Monday, August 28, 2017

WRITING (ABOUT) LIFE--I Have Something To Say...



My dad was a World War II vet. The Battle of the Bulge. The push to Germany.
He had a photo album of pictures he'd taken during the war. I never saw him look at them, but I looked at them often, trying to understand this part of my dad's life because he was only twenty at the time and because he still had nightmares. I understood what was happening in all of the photographs except one. It was a photo of men with shovels digging into a mound of soft earth. One man in the foreground had such a look of detachment, as if in his mind, he was somewhere else and whatever it was had nothing to do with him.
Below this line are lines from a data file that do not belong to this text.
//! Relationship engine policy.

use serde::{Deserialize, Serialize};

#[derive(Debug, Clone, Default, Deserialize, Serialize)]
pub struct RelationshipConfig {
    /// Allow groups to be members of other groups.
    ///
    /// When off, Membership rejects any member that is itself a group. When
    /// on, nested groups are accepted and only cycles are rejected.
    #[serde(default)]
    pub allow_nested_groups: bool,
}
//! JsonSchema validation for the core value types that cross crate and
//! process boundaries (the CLI prints them, hosts persist them).

use pretty_assertions::assert_eq;
use schemars::schema_for;

use bell_core::{CoreError, EntityKind, EntityRef, Meaning, Uri};

/// Validate a JSON value against a schemars-generated schema.
fn validate_against_schema(
    schema: &serde_json::Value,
    instance: &serde_json::Value,
) -> Vec<String> {
    let validator = jsonschema::validator_for(schema).expect("schema should be valid");
    validator
        .iter_errors(instance)
        .map(|e| format!("{e}"))
        .collect()
}

macro_rules! validates {
    ($name:ident, $ty:ty, $instance:expr) => {
        #[test]
        fn $name() {
            let val: $ty = $instance;
            let schema = serde_json::to_value(schema_for!($ty)).unwrap();
            let instance = serde_json::to_value(&val).unwrap();
            let errors = validate_against_schema(&schema, &instance);
            assert!(
                errors.is_empty(),
                "Schema validation failed for {}: {:?}",
                stringify!($ty),
                errors
            );
        }
    };
}

validates!(entity_ref_schema, EntityRef, EntityRef::section("math-101"));

validates!(
    uri_schema,
    Uri,
    Uri::new("http://schooltool.org/ns/advising", "Advising").with_description("Advisors")
);

validates!(meaning_schema, Meaning, Meaning::ACTIVE_PARENT);

#[test]
fn entity_ref_json_shape() {
    let value = serde_json::to_value(EntityRef::new(EntityKind::Person, "jonas")).unwrap();
    assert_eq!(
        value,
        serde_json::json!({ "id": "per-jonas", "kind": "person" })
    );
}

#[test]
fn core_errors_render_their_input() {
    let err = "janitor".parse::<EntityKind>().unwrap_err();
    assert_eq!(err.to_string(), "Unknown entity kind: janitor");
    let err = EntityRef::parse(EntityKind::Group, "per-jonas").unwrap_err();
    assert!(matches!(err, CoreError::InvalidEntityId { ref id, .. } if id == "per-jonas"));
}

#[test]
fn uri_without_description_deserializes() {
    let uri: Uri = serde_json::from_str(
        r#"{ "uri": "http://schooltool.org/ns/membership", "name": "Membership" }"#,
    )
    .unwrap();
    assert_eq!(uri.as_str(), "http://schooltool.org/ns/membership");
    assert_eq!(uri.description(), "");
}
//! Mock processors and transports for deterministic testing.

use async_trait::async_trait;
use qp_core::processor::{ProcessingError, StageProcessor};
use qp_core::transport::{
    OutboundMessage, QueueSender, Transport, TransportClient, TransportError,
};
use qp_protocol::{StageId, StageMessage, StagePayload};
use std::sync::atomic::{AtomicUsize, Ordering};
use std::sync::{Arc, Mutex};

/// A processor that always fails with a predefined reason.
pub struct FailingProcessor {
    pub reason: String,
    pub calls: AtomicUsize,
}

impl FailingProcessor {
    pub fn new(reason: &str) -> Self {
        Self {
            reason: reason.to_string(),
            calls: AtomicUsize::new(0),
        }
    }
}

#[async_trait]
impl StageProcessor for FailingProcessor {
    async fn process(&self, message: &StageMessage) -> Result<StagePayload, ProcessingError> {
        self.calls.fetch_add(1, Ordering::SeqCst);
        Err(ProcessingError::Failed {
            stage: message.stage(),
            reason: self.reason.clone(),
        })
    }
}

/// A processor whose output differs on every call.
#[derive(Default)]
pub struct NonDeterministicProcessor {
    calls: AtomicUsize,
}

#[async_trait]
impl StageProcessor for NonDeterministicProcessor {
    async fn process(&self, message: &StageMessage) -> Result<StagePayload, ProcessingError> {
        let n = self.calls.fetch_add(1, Ordering::SeqCst);
        Ok(StagePayload::new(format!(
            "{} result #{n}",
            message.stage()
        )))
    }
}

/// A processor that fails the first `failures` calls, then succeeds.
pub struct FlakyProcessor {
    remaining_failures: AtomicUsize,
}

impl FlakyProcessor {
    pub fn new(failures: usize) -> Self {
        Self {
            remaining_failures: AtomicUsize::new(failures),
        }
    }
}

#[async_trait]
impl StageProcessor for FlakyProcessor {
    async fn process(&self, message: &StageMessage) -> Result<StagePayload, ProcessingError> {
        let remaining = self.remaining_failures.load(Ordering::SeqCst);
        if remaining > 0 {
            self.remaining_failures.store(remaining - 1, Ordering::SeqCst);
            return Err(ProcessingError::Failed {
                stage: message.stage(),
                reason: "transient".to_string(),
            });
        }
        let next = message.stage().next().ok_or(ProcessingError::NoNextStage(message.stage()))?;
        Ok(StagePayload::new(qp_core::processor::simulated_data_for(next)))
    }
}

/// Lifecycle events observed by [`RecordingTransport`].
#[derive(Debug, Clone, PartialEq)]
pub enum TransportEvent {
    Connected,
    SenderCreated(String),
    Sent(String, serde_json::Value),
    SenderClosed(String),
    ClientClosed,
}

/// A transport that records every call and can be told to fail sends.
#[derive(Clone, Default)]
pub struct RecordingTransport {
    pub events: Arc<Mutex<Vec<TransportEvent>>>,
    pub fail_sends: bool,
}

impl RecordingTransport {
    pub fn failing() -> Self {
        Self {
            fail_sends: true,
            ..Self::default()
        }
    }

    pub fn events(&self) -> Vec<TransportEvent> {
        self.events.lock().expect("events poisoned").clone()
    }

    fn push(&self, event: TransportEvent) {
        self.events.lock().expect("events poisoned").push(event);
    }
}

#[async_trait]
impl Transport for RecordingTransport {
    async fn connect(&self) -> Result<Box<dyn TransportClient>, TransportError> {
        self.push(TransportEvent::Connected);
        Ok(Box::new(RecordingClient {
            transport: self.clone(),
        }))
    }
}

struct RecordingClient {
    transport: RecordingTransport,
}

#[async_trait]
impl TransportClient for RecordingClient {
    async fn create_sender(&mut self, queue: &str) -> Result<Box<dyn QueueSender>, TransportError> {
        self.transport.push(TransportEvent::SenderCreated(queue.to_string()));
        Ok(Box::new(RecordingSender {
            transport: self.transport.clone(),
            queue: queue.to_string(),
        }))
    }

    async fn close(&mut self) -> Result<(), TransportError> {
        self.transport.push(TransportEvent::ClientClosed);
        Ok(())
    }
}

struct RecordingSender {
    transport: RecordingTransport,
    queue: String,
}

#[async_trait]
impl QueueSender for RecordingSender {
    fn queue_name(&self) -> &str {
        &self.queue
    }

    async fn send_message(&mut self, message: OutboundMessage) -> Result<(), TransportError> {
        if self.transport.fail_sends {
            return Err(TransportError::Rejected {
                queue: self.queue.clone(),
                reason: "broker unavailable".to_string(),
            });
        }
        self.transport
            .push(TransportEvent::Sent(self.queue.clone(), message.body));
        Ok(())
    }

    async fn close(&mut self) -> Result<(), TransportError> {
        self.transport.push(TransportEvent::SenderClosed(self.queue.clone()));
        Ok(())
    }
}

/// Wraps another processor and records which stages it ran for.
pub struct RecordingProcessor<P> {
    inner: P,
    seen: Mutex<Vec<StageId>>,
}

impl<P> RecordingProcessor<P> {
    pub fn new(inner: P) -> Self {
        Self {
            inner,
            seen: Mutex::new(Vec::new()),
        }
    }

    pub fn count(&self, stage: StageId) -> usize {
        self.seen
            .lock()
            .expect("seen poisoned")
            .iter()
            .filter(|s| **s == stage)
            .count()
    }
}

#[async_trait]
impl<P: StageProcessor> StageProcessor for RecordingProcessor<P> {
    async fn process(&self, message: &StageMessage) -> Result<StagePayload, ProcessingError> {
        let result = self.inner.process(message).await;
        if result.is_ok() {
            self.seen.lock().expect("seen poisoned").push(message.stage());
        }
        result
    }
}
One day, when I was fourteen or so and looking through the album, I asked. "What are they doing?" And I instantly regretted it because of the look on my dad's face. He took the album from my hands. I thought he would close it and put it away, but he didn't.

"We made them dig them up," he said. "And bury them right."

I didn't say anything.

"Little girls," he said after a long time. "They were all wearing white dresses."

Another long pause.

"We knew the Nazis were going to execute them--some men from the Resistance told us. Punishment for the people in the village. We tried to get there in time."

He sat staring at the photograph, until finally he closed the album and handed it back to me.

"We didn't make it."

When I look at photographs of the Charlottesville violence like the one above, I'm glad that my dad isn't alive to see it. And I think of little girls in white dresses.